Volcker Chafes at Panel Delay, Clashes With Summers (Update1)
By Robert Schmidt and Julianna Goldman
Feb. 5 (Bloomberg) -- Paul Volcker has grown increasingly
frustrated over delays in setting up the economic advisory group
President Barack Obama picked the former Federal Reserve
chairman to lead, people familiar with the matter said.
Volcker, 81, blames Obama’s National Economic Council
Director Lawrence Summers for slowing down the effort to
organize the panel of outside advisers, the people said. Summers
isn’t regularly inviting Volcker to White House meetings and
hasn’t shown interest in collaborating on policy or sharing
potential solutions to the economic crisis, they said.
Obama and Volcker will announce the members of the board
and outline its functions at a White House event tomorrow,
spokeswoman Jen Psaki said this afternoon.
While Summers, a former Treasury secretary, oversees the
official White House economic policy apparatus, Obama tapped
Volcker for a new Economic Recovery Advisory Board charged with
injecting fresh, outside ideas into policy debates.
“When you have two strong, highly accomplished, driven
people, it’s not unusual that there is going to be a battle over
turf,” said James Cox, a professor at Duke University Law
School in Durham, North Carolina. “I would hope that Obama
doesn’t lose Volcker’s counsel.

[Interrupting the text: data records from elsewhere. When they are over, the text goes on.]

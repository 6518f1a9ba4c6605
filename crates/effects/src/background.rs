//! The full-page animated background: shifting gradient, depth overlay,
//! hexagon grid and particles.

use foundation::color::{Hsl, Rgba};
use rand::Rng;
use runtime::animation_loop::{Animation, LoopControl};
use runtime::frame::Frame;

use crate::canvas::{Canvas2d, ColorStop, Paint};
use crate::hexagons::{HexGrid, HexStyle};
use crate::particles::ParticleField;

const DEPTH: Rgba = Rgba::new(20, 33, 61, 1.0);

/// Diagonal gradient whose hues drift slowly with wall-clock `time_s`.
pub fn background_gradient(width: f64, height: f64, time_s: f64) -> Paint {
    let hue = |base: f64, rate: f64, swing: f64| base + (time_s * rate).sin() * swing;
    Paint::Linear {
        from: [0.0, 0.0],
        to: [width, height],
        stops: vec![
            ColorStop::new(0.0, Hsl::new(hue(220.0, 0.1, 10.0), 70.0, 15.0).css()),
            ColorStop::new(0.3, Hsl::new(hue(230.0, 0.15, 15.0), 60.0, 20.0).css()),
            ColorStop::new(0.7, Hsl::new(hue(240.0, 0.2, 10.0), 50.0, 25.0).css()),
            ColorStop::new(1.0, Hsl::new(hue(250.0, 0.1, 5.0), 40.0, 30.0).css()),
        ],
    }
}

/// Radial vignette laid over the gradient.
pub fn depth_overlay(width: f64, height: f64) -> Paint {
    Paint::Radial {
        center: [width / 2.0, height / 2.0],
        inner_radius: 0.0,
        outer_radius: width.max(height) / 2.0,
        stops: vec![
            ColorStop::new(0.0, DEPTH.with_alpha(0.3).css()),
            ColorStop::new(0.5, DEPTH.with_alpha(0.1).css()),
            ColorStop::new(1.0, DEPTH.with_alpha(0.5).css()),
        ],
    }
}

/// Owns everything drawn on the background canvas.
///
/// The gradient drifts with wall-clock time. Frames read it from the clock
/// set with [`BackgroundLayer::with_clock`] (milliseconds since the epoch);
/// without one they fall back to the repaint timestamp.
#[derive(Debug)]
pub struct BackgroundLayer<R, C> {
    rng: R,
    canvas: C,
    particles: ParticleField,
    grid: HexGrid,
    wall_clock: Option<fn() -> f64>,
}

impl<R: Rng, C: Canvas2d> BackgroundLayer<R, C> {
    pub fn new(mut rng: R, canvas: C) -> Self {
        let (w, h) = canvas.size();
        let particles = ParticleField::spawn(&mut rng, w, h);
        let grid = HexGrid::new(&mut rng, HexStyle::BACKGROUND, w, h);
        Self {
            rng,
            canvas,
            particles,
            grid,
            wall_clock: None,
        }
    }

    pub fn with_clock(mut self, wall_clock_ms: fn() -> f64) -> Self {
        self.wall_clock = Some(wall_clock_ms);
        self
    }

    fn time_s(&self, frame: &Frame) -> f64 {
        match self.wall_clock {
            Some(now_ms) => now_ms() / 1000.0,
            None => frame.now.as_seconds(),
        }
    }

    /// Picks up a canvas size change; the grid is re-tiled.
    pub fn sync_size(&mut self) {
        let (w, h) = self.canvas.size();
        self.particles.resize(w, h);
        self.grid.resize(&mut self.rng, w, h);
    }

    pub fn canvas(&self) -> &C {
        &self.canvas
    }

    pub fn particles(&self) -> &ParticleField {
        &self.particles
    }

    pub fn grid(&self) -> &HexGrid {
        &self.grid
    }

    /// Paints the current state, then advances it for the next frame.
    /// `time_s` drives the gradient hue drift.
    pub fn render(&mut self, time_s: f64) {
        let (w, h) = self.canvas.size();

        self.canvas.clear();
        self.canvas.fill_rect(0.0, 0.0, w, h, &background_gradient(w, h, time_s));
        self.canvas.fill_rect(0.0, 0.0, w, h, &depth_overlay(w, h));
        self.grid.draw(&mut self.canvas);
        self.particles.draw(&mut self.canvas);

        self.particles.advance(&mut self.rng);
        self.grid.advance();
    }
}

impl<R: Rng, C: Canvas2d> Animation for BackgroundLayer<R, C> {
    fn frame(&mut self, frame: Frame) -> LoopControl {
        self.sync_size();
        let time_s = self.time_s(&frame);
        self.render(time_s);
        LoopControl::Continue
    }
}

They need someone to help them
think outside the box.”
Outsider’s Disadvantage
The contretemps shows the difficulties Volcker, perhaps the
world’s most respected economist, may encounter as an outside
adviser charged with providing policy alternatives to the
president, said William Silber, a finance professor at New York
University’s business school.
Volcker “is not in the White House and he doesn’t have a
bureaucracy to command,” Silber said. “It puts him at a
disadvantage.”
After testifying at a congressional hearing yesterday,
Volcker declined to respond to questions. His office said he
doesn’t grant interviews.
Summers, in an interview, played down any conflict.
“Paul’s got a kind of experience that no one else has, and
the president enormously values his advice,” said Summers, 54.

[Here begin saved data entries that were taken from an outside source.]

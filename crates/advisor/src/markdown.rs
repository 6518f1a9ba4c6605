//! Markdown rendering for backend answers.
//!
//! Answers are model-generated text, so raw HTML inside them is escaped and
//! shown as text rather than passed through to the page.

use pulldown_cmark::{Event, Options, Parser, html};

pub fn render_markdown(source: &str) -> String {
    let mut options = Options::empty();
    options.insert(Options::ENABLE_TABLES);
    options.insert(Options::ENABLE_STRIKETHROUGH);
    options.insert(Options::ENABLE_TASKLISTS);

    let parser = Parser::new_ext(source, options).map(|event| match event {
        Event::Html(raw) | Event::InlineHtml(raw) => Event::Text(raw),
        other => other,
    });

    let mut out = String::with_capacity(source.len() * 3 / 2);
    html::push_html(&mut out, parser);
    out
}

“I think this board is going to be very useful, because it’s
very easy sitting here to kind of lose sight of what’s happening
on the front lines of the economy.”
Obama named Volcker on Nov. 26 to head the new panel,
saying he wanted an outside voice to keep administration policy
planning from becoming “too insular.”
Seeking Consensus
Tensions between Volcker and Summers could hamper Obama’s
efforts to get consensus on how to combat the financial crisis
at home and reshape the international banking system. While
Summers has a West Wing office, Volcker’s group is supposed to
scrutinize economic and regulatory policies and their impact on
average Americans.
An administration official who asked not to be named said
he knows about Volcker’s frustration, which he said has waned
since Obama’s inauguration. The process of setting up the panel
has been slowed by bureaucratic hurdles, advisers said.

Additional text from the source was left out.